Like poets Mary Oliver and Elizabeth Bishop, Speace carefully selects images that sear our hearts and that we can’t forget. The seven songs on Tucson narrate a journey from vulnerability to defiance to community.
“Cottonwood,” the album’s first track, opens sparsely, with a repeated piano phrase in the first measures joined by strings before Speace adds her voice to sing her truth. The song builds layer by layer as she pours out her experience of being date raped when she was 19 and the shadow of trauma that continued to hover over her life — “All the hurt I’ve carried ’round, for 50 years it’s weighed me down.” Cottonwood is the name of a treatment center in Tucson, Arizona, at which Speace arrived in July 2020, emotionally and physically spent. As “Cottonwood” builds to a crescendo, Speace opens herself, revealing details of the attack and embracing her power to stop living the masquerade of blaming herself for what happened.
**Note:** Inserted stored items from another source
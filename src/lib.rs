//! # nu-calculus
//!
//! A definedness calculus engine: for each `(target, context)` pair it tracks
//! ν ∈ [0,1], a score derived from semantic, epistemic, and procedural
//! sub-scores plus situational penalties, answering whether downstream truth
//! evaluation may proceed against that target and how its definedness has
//! evolved under a sequence of refinement operators.
//!
//! ## Architecture
//!
//! - **Data model** (`ids`, `evidence`, `context`, `penalty`, `state`):
//!   identifiers, evidence items and sets, contexts, the closed penalty-source
//!   set, and the per-`(target, context)` `State`.
//! - **Aggregation** (`aggregator`, `definedness`, `boundary`): folding a
//!   decayed, relevance-weighted evidence set into `Def_ep`/`Def_proc`, the
//!   pluggable `Def_sem` provider, and the boundary trust transform.
//! - **Operators** (`operators`): the eight pure refinement operators —
//!   `Incorporate`, `NegDefine`, `Merge`, `Recontextualize`, `Conflict`,
//!   `QueryNext`, `Split`, `Decay`/`PenaltyDecay` — each
//!   `(State, args, Policy, Clock) -> (State, RefinementRecord)`.
//! - **Query** (`query`): the licensing gate distinct from `QueryNext`.
//! - **Trace** (`trace`, `record`): the append-only provenance log.
//!
//! ## Library usage
//!
//! ```
//! use nu_calculus::clock::{MockClock, Clock};
//! use nu_calculus::context::{Context, Role, TimeInterval};
//! use nu_calculus::definedness::DefaultSemanticProvider;
//! use nu_calculus::evidence::{EvidenceItem, EvidenceKind};
//! use nu_calculus::ids::{AgentID, ContextID, TargetID};
//! use nu_calculus::operators::incorporate;
//! use nu_calculus::policy::Policy;
//! use nu_calculus::state::State;
//!
//! let policy = Policy::default();
//! let clock = MockClock::new();
//! let mut ctx = Context::new(ContextID::new("default"), TimeInterval::from(clock.now()), "default");
//! ctx.set_role(AgentID::new("alice"), Role::I);
//!
//! let state = State::initial(TargetID::new("mars-has-life"), ContextID::new("default"), clock.now(), Default::default());
//! let provider = DefaultSemanticProvider;
//! let evidence = EvidenceItem::new(
//!     EvidenceKind::Epistemic, "rover soil sample", 0.6, AgentID::new("alice"), clock.now(), 0.8, 0.8,
//! ).unwrap();
//! let (state, record) = incorporate(state, &ctx, vec![evidence], &provider, &policy, &clock).unwrap();
//! assert!(record.after_nu_raw < record.before_nu_raw);
//! ```

pub mod aggregator;
pub mod boundary;
pub mod clock;
pub mod context;
pub mod definedness;
pub mod error;
pub mod evidence;
pub mod ids;
pub mod operators;
pub mod penalty;
pub mod policy;
pub mod query;
pub mod record;
pub mod relevance;
pub mod state;
pub mod trace;
//! Incorporate: apply the boundary transform to new evidence, insert it,
//! recompute ν_raw, then fold in the Conflict update to maintain I4 (§4.6).

use crate::boundary::role_factor;
use crate::clock::Clock;
use crate::context::Context;
use crate::definedness::SemanticDefinednessProvider;
use crate::evidence::EvidenceItem;
use crate::ids::EvidenceID;
use crate::policy::Policy;
use crate::record::RefinementRecord;
use crate::state::State;

use super::{apply_conflict_update, check_invariants, record, recompute_nu_raw, OperatorError, OperatorResult};

/// `Incorporate(state, new_evidence, policy, clock)` (§4.6).
///
/// `new_evidence` items are expected raw: `trust` and `pre_transform_trust`
/// equal, as produced by [`EvidenceItem::new`] before any boundary transform.
/// Incorporate re-derives the stored trust from `context.role(item.src)`.
pub fn incorporate(
    mut state: State,
    context: &Context,
    new_evidence: Vec<EvidenceItem>,
    provider: &dyn SemanticDefinednessProvider,
    policy: &Policy,
    clock: &dyn Clock,
) -> OperatorResult<(State, RefinementRecord)> {
    let before = state.clone();
    let now = clock.now();

    let mut evidence_added: Vec<EvidenceID> = Vec::new();
    for item in new_evidence {
        let role = context.role(&item.src);
        let transformed = item.with_retransformed_trust(role_factor(role, policy));
        let id = transformed.id.clone();
        if state.e.insert(transformed) {
            evidence_added.push(id);
        }
    }

    let (agg, note) = recompute_nu_raw(&mut state, context, provider, policy, now);
    apply_conflict_update(&mut state, agg.conflict, policy, now);

    state.m.last_modified_time = now;
    state.m.history.push("Incorporate".to_string());

    if let Some(invariant) = check_invariants(&state, policy) {
        return Err(OperatorError::InvariantViolation {
            operator_name: "Incorporate",
            invariant,
            before_nu_raw: before.nu_raw,
            before_nu: before.nu(policy.penalty_mode),
        });
    }

    let notes = note.unwrap_or_default();
    let rec = record(
        "Incorporate",
        now,
        &before,
        &state,
        policy.penalty_mode,
        evidence_added,
        notes,
    );
    Ok((state, rec))
}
By the end of this stark and stunning song, Speace has emerged from the shadows, ready to move on and also to name the predatory men whom our society allows to perpetrate sexual abuse and rape.
Circling acoustic guitar swirls around Speace’s tender vocals on “Little Red,” a re-telling of “Little Red Riding Hood” set in a world of men who prey on women, much like Angela Carter’s story “The Company of Wolves.” The striding piano opening of “If You Fall” blooms into a powerful anthem in which the singer promises to stand beside other trauma survivors to remind them they are not alone.
The moving “Why I Wake Early,” which takes its title from a Mary Oliver poem, serves as a reminder to embrace those we love every day, to “wake early” to watch our world unfold around us and to revel in its beauty. The album closes with a poignant cover of Bruce Springsteen’s “My Father’s House,” made even more affecting by Speace’s a cappella take on the opening verse.
Tucson is essential listening. Speace bares her heart and soul here, and listening to these songs will bring anger and tears. But the vulnerability and power in Speace’s vocals and lyrics assure that life exists beyond the shadows.